**Your objective:** Find the word "title" in the data, then copy each line where it is found.

(Saved data entries)
######
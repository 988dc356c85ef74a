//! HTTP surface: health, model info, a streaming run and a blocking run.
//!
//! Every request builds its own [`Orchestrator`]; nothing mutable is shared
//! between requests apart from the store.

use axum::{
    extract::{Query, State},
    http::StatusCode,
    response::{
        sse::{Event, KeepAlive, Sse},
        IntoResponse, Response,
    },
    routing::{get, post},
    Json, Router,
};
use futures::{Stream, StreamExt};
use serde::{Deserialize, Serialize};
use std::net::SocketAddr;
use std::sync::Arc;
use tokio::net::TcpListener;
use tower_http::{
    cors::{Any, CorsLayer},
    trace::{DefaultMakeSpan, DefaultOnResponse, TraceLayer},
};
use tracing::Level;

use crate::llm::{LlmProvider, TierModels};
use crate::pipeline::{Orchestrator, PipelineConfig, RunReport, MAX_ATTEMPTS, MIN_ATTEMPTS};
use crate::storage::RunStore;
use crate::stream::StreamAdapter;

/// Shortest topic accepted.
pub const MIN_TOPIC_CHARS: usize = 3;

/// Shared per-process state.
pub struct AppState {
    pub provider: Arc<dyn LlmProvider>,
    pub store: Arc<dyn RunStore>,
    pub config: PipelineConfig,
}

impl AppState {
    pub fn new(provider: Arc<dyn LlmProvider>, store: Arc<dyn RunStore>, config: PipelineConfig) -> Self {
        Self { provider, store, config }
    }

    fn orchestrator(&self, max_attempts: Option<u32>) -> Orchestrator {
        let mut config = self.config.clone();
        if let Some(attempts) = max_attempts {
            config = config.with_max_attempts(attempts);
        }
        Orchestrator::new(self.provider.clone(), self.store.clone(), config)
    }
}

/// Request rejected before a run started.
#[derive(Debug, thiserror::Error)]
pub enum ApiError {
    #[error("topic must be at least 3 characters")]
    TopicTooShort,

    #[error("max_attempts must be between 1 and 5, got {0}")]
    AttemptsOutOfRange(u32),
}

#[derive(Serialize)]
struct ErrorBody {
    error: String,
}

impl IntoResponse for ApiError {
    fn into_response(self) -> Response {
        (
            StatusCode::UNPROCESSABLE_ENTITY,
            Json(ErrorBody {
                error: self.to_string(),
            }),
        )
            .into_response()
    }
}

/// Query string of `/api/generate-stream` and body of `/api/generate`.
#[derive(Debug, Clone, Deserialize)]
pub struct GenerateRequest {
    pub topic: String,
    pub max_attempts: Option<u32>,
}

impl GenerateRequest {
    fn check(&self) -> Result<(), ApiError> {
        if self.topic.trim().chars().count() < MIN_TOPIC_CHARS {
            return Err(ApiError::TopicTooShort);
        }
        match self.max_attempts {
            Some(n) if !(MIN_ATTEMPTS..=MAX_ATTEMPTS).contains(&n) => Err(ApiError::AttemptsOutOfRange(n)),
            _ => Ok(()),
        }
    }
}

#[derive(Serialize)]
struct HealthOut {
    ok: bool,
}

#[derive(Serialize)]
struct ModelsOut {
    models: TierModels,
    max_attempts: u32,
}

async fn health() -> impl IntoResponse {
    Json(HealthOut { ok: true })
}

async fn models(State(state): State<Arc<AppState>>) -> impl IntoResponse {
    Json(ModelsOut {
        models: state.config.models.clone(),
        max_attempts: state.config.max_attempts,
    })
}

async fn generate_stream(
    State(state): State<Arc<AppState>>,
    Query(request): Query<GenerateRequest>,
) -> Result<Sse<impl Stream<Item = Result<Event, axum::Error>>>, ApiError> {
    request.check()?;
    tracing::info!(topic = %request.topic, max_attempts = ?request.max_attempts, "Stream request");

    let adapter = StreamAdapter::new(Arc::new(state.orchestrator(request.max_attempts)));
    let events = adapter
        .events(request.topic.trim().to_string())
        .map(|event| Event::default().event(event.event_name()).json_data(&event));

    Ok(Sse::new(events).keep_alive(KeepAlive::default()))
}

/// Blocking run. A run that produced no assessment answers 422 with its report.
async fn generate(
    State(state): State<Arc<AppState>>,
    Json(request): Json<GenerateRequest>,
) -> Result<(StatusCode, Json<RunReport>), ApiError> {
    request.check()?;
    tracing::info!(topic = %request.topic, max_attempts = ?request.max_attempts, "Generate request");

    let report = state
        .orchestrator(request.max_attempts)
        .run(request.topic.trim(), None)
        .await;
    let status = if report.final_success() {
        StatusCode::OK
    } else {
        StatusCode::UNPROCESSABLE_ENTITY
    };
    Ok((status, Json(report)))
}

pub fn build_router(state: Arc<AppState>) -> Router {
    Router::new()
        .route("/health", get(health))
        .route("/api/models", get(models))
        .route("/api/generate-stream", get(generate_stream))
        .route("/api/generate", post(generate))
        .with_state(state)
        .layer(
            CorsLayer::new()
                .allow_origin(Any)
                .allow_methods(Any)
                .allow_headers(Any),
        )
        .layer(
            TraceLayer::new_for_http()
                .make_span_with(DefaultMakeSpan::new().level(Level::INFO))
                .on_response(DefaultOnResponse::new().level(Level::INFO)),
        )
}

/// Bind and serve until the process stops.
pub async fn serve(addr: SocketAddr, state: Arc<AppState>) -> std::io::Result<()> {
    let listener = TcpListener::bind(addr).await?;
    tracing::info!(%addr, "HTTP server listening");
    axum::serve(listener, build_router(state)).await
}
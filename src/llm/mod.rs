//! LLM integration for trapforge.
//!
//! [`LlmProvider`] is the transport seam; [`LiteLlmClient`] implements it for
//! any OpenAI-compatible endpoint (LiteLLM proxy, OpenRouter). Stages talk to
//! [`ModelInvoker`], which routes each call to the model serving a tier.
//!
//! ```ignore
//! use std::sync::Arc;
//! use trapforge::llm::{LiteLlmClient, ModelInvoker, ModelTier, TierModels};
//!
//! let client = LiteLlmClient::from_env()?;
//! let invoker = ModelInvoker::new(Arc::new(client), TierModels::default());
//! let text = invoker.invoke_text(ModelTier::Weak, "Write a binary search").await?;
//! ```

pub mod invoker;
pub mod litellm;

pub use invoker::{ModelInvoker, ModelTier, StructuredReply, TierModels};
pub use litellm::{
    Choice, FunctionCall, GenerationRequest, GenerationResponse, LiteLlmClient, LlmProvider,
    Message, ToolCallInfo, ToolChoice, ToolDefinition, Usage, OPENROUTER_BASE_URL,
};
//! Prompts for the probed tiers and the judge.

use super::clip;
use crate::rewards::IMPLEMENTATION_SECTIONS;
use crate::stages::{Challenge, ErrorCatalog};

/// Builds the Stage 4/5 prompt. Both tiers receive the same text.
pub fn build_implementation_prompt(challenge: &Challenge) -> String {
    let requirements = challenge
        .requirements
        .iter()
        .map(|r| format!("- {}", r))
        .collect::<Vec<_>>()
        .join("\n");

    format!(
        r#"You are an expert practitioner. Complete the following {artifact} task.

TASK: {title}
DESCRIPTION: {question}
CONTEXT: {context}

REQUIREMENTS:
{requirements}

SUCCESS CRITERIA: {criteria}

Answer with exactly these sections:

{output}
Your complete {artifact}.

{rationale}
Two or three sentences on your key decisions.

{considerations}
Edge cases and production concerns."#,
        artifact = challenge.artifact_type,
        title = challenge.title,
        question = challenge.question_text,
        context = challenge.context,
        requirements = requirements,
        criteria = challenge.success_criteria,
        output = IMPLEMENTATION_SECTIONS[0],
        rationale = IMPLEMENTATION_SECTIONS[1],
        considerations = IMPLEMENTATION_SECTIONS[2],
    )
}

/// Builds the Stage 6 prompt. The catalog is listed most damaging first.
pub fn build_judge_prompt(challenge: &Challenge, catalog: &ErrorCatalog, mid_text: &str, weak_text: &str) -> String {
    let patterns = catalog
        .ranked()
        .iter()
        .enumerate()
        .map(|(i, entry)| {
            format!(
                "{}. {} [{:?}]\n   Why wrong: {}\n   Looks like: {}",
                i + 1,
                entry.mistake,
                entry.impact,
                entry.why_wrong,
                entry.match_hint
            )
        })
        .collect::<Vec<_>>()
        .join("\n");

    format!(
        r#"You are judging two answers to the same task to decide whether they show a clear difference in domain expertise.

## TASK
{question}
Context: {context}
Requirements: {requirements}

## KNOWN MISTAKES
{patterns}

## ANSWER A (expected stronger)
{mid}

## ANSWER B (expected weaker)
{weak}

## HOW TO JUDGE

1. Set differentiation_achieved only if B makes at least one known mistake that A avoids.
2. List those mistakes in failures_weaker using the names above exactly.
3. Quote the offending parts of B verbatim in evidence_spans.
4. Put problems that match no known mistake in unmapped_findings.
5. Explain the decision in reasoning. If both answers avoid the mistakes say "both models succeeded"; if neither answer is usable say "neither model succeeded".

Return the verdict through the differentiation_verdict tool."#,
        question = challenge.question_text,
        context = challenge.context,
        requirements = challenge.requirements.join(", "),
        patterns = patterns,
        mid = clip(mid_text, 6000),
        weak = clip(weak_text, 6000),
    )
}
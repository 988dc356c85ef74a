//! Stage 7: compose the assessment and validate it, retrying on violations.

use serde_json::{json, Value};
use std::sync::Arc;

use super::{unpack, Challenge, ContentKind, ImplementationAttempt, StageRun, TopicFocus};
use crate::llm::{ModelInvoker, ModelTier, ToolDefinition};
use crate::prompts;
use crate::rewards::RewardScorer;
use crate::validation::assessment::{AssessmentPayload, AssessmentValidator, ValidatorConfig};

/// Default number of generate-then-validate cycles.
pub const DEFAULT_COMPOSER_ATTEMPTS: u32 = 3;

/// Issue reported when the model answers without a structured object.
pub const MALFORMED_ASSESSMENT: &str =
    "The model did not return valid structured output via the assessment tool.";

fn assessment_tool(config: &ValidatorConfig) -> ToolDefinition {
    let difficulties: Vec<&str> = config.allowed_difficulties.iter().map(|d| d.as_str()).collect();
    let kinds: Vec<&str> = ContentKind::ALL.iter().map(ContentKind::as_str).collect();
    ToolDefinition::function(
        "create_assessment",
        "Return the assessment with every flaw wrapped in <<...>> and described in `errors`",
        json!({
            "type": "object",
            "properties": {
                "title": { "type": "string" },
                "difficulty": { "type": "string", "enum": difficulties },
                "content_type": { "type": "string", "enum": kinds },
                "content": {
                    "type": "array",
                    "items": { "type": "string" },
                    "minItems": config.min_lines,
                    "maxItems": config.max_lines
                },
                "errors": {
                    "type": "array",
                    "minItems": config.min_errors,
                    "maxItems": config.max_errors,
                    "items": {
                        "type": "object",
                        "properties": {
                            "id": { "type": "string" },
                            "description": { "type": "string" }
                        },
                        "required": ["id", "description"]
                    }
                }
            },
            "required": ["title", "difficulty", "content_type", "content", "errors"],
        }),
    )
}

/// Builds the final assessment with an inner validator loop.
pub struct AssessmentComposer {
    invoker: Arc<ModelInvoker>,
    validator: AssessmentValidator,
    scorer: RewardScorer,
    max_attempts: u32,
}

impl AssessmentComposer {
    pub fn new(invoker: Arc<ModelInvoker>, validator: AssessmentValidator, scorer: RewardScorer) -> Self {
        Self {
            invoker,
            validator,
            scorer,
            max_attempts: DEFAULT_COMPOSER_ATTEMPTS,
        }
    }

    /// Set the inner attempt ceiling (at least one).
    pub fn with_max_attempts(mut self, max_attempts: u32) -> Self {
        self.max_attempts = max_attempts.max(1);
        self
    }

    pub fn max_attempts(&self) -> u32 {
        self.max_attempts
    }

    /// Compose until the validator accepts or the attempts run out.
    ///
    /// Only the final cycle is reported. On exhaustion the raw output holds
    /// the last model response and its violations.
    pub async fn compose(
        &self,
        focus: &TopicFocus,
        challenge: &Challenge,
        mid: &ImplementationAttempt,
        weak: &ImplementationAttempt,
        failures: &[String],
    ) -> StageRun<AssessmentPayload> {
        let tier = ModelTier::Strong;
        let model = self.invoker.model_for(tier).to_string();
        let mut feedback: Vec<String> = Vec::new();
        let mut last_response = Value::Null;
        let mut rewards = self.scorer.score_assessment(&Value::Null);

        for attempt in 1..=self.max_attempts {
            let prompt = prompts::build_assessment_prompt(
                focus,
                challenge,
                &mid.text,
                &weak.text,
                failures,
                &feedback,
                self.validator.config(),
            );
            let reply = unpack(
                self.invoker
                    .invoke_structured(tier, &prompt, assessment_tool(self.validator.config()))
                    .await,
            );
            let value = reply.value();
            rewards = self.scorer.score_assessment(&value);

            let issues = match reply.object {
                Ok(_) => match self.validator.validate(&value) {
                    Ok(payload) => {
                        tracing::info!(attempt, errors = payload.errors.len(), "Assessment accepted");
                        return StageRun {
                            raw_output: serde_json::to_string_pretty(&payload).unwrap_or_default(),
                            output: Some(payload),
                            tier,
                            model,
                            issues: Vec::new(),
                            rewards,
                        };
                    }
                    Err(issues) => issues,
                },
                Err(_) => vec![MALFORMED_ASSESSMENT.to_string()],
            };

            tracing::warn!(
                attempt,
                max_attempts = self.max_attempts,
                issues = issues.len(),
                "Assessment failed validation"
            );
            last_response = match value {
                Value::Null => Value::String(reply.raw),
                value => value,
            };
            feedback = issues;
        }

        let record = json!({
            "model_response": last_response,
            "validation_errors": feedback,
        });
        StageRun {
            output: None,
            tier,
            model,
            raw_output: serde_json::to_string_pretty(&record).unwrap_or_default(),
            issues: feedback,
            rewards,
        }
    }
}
######
**Exercise output:**
TASK: {title}
        title = challenge.title,
                "title": { "type": "string" },
            "required": ["title", "difficulty", "content_type", "content", "errors"],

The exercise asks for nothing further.